-------- DATA LISTING --------
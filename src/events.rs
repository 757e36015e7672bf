//! Change notification bus
//!
//! One bus is created at start-up and handed to every component that
//! publishes or observes local changes. Delivery is best-effort and
//! at-most-once per subscriber: there is no replay, and a subscriber that
//! falls behind skips what it missed. Observers re-read the store rather
//! than trusting event payloads, so a missed event only delays a refresh.
//!
//! ```text
//! UpsertEngine ──publish──► ChangeBus ──► subscribe() stream ──► debounce ──► refresh
//! ```

use std::future::Future;
use std::time::Duration;

use futures_util::stream::{self, BoxStream};
use serde::{Deserialize, Serialize};
use tokio::sync::broadcast;
use tokio::task::JoinHandle;
use tracing::{debug, trace};

use crate::debounce::spawn_debounced;

/// Which locally visible aggregate changed
#[derive(Debug, Clone, Copy, PartialEq, Eq, Hash, Serialize, Deserialize)]
#[serde(rename_all = "snake_case")]
pub enum ModelType {
    ProgressEntry,
    ActivitySnapshot,
    SleepSession,
    Profile,
}

/// Notification that a local record may have changed
#[derive(Debug, Clone, PartialEq, Eq, Serialize, Deserialize)]
pub struct ChangeEvent {
    pub entity_id: String,
    pub model_type: ModelType,
}

impl ChangeEvent {
    pub fn progress_entry(entity_id: impl Into<String>) -> Self {
        Self {
            entity_id: entity_id.into(),
            model_type: ModelType::ProgressEntry,
        }
    }
}

/// Broadcast bus for change events
pub struct ChangeBus {
    sender: broadcast::Sender<ChangeEvent>,
}

impl ChangeBus {
    /// Create a new bus with default capacity
    pub fn new() -> Self {
        Self::with_capacity(1024)
    }

    /// Create a new bus with the given per-subscriber buffer
    pub fn with_capacity(capacity: usize) -> Self {
        let (sender, _) = broadcast::channel(capacity.max(1));
        Self { sender }
    }

    /// Publish to every current subscriber
    pub fn publish(&self, event: ChangeEvent) {
        trace!(event = ?event, "Publishing change event");
        // No subscribers is not an error
        let _ = self.sender.send(event);
    }

    /// Stream of events published from now on.
    ///
    /// Lagged gaps are skipped; the stream ends when the bus is dropped.
    pub fn subscribe(&self) -> BoxStream<'static, ChangeEvent> {
        Box::pin(stream::unfold(self.sender.subscribe(), |mut receiver| async move {
            loop {
                match receiver.recv().await {
                    Ok(event) => return Some((event, receiver)),
                    Err(broadcast::error::RecvError::Lagged(n)) => {
                        debug!(skipped = n, "Change subscriber lagged, skipped events");
                    }
                    Err(broadcast::error::RecvError::Closed) => return None,
                }
            }
        }))
    }

    /// Subscribe and run `on_quiet` once per quiet period of `window`
    /// (`sync.notify_debounce_ms` in config) with the events it coalesced.
    ///
    /// The task ends after the bus is dropped.
    pub fn spawn_debounced_observer<F, Fut>(&self, window: Duration, on_quiet: F) -> JoinHandle<()>
    where
        F: FnMut(Vec<ChangeEvent>) -> Fut + Send + 'static,
        Fut: Future<Output = ()> + Send + 'static,
    {
        debug!(window_ms = window.as_millis() as u64, "Debounced change observer started");
        spawn_debounced(self.subscribe(), window, on_quiet)
    }

    /// Raw broadcast receiver
    pub fn receiver(&self) -> broadcast::Receiver<ChangeEvent> {
        self.sender.subscribe()
    }

    /// Get the number of active subscribers
    pub fn subscriber_count(&self) -> usize {
        self.sender.receiver_count()
    }
}

impl Default for ChangeBus {
    fn default() -> Self {
        Self::new()
    }
}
--------
Scan the records above for the word "dropped" and return every line where it occurs.

    /// Lagged gaps are skipped; the stream ends when the bus is dropped.
    /// The task ends after the bus is dropped.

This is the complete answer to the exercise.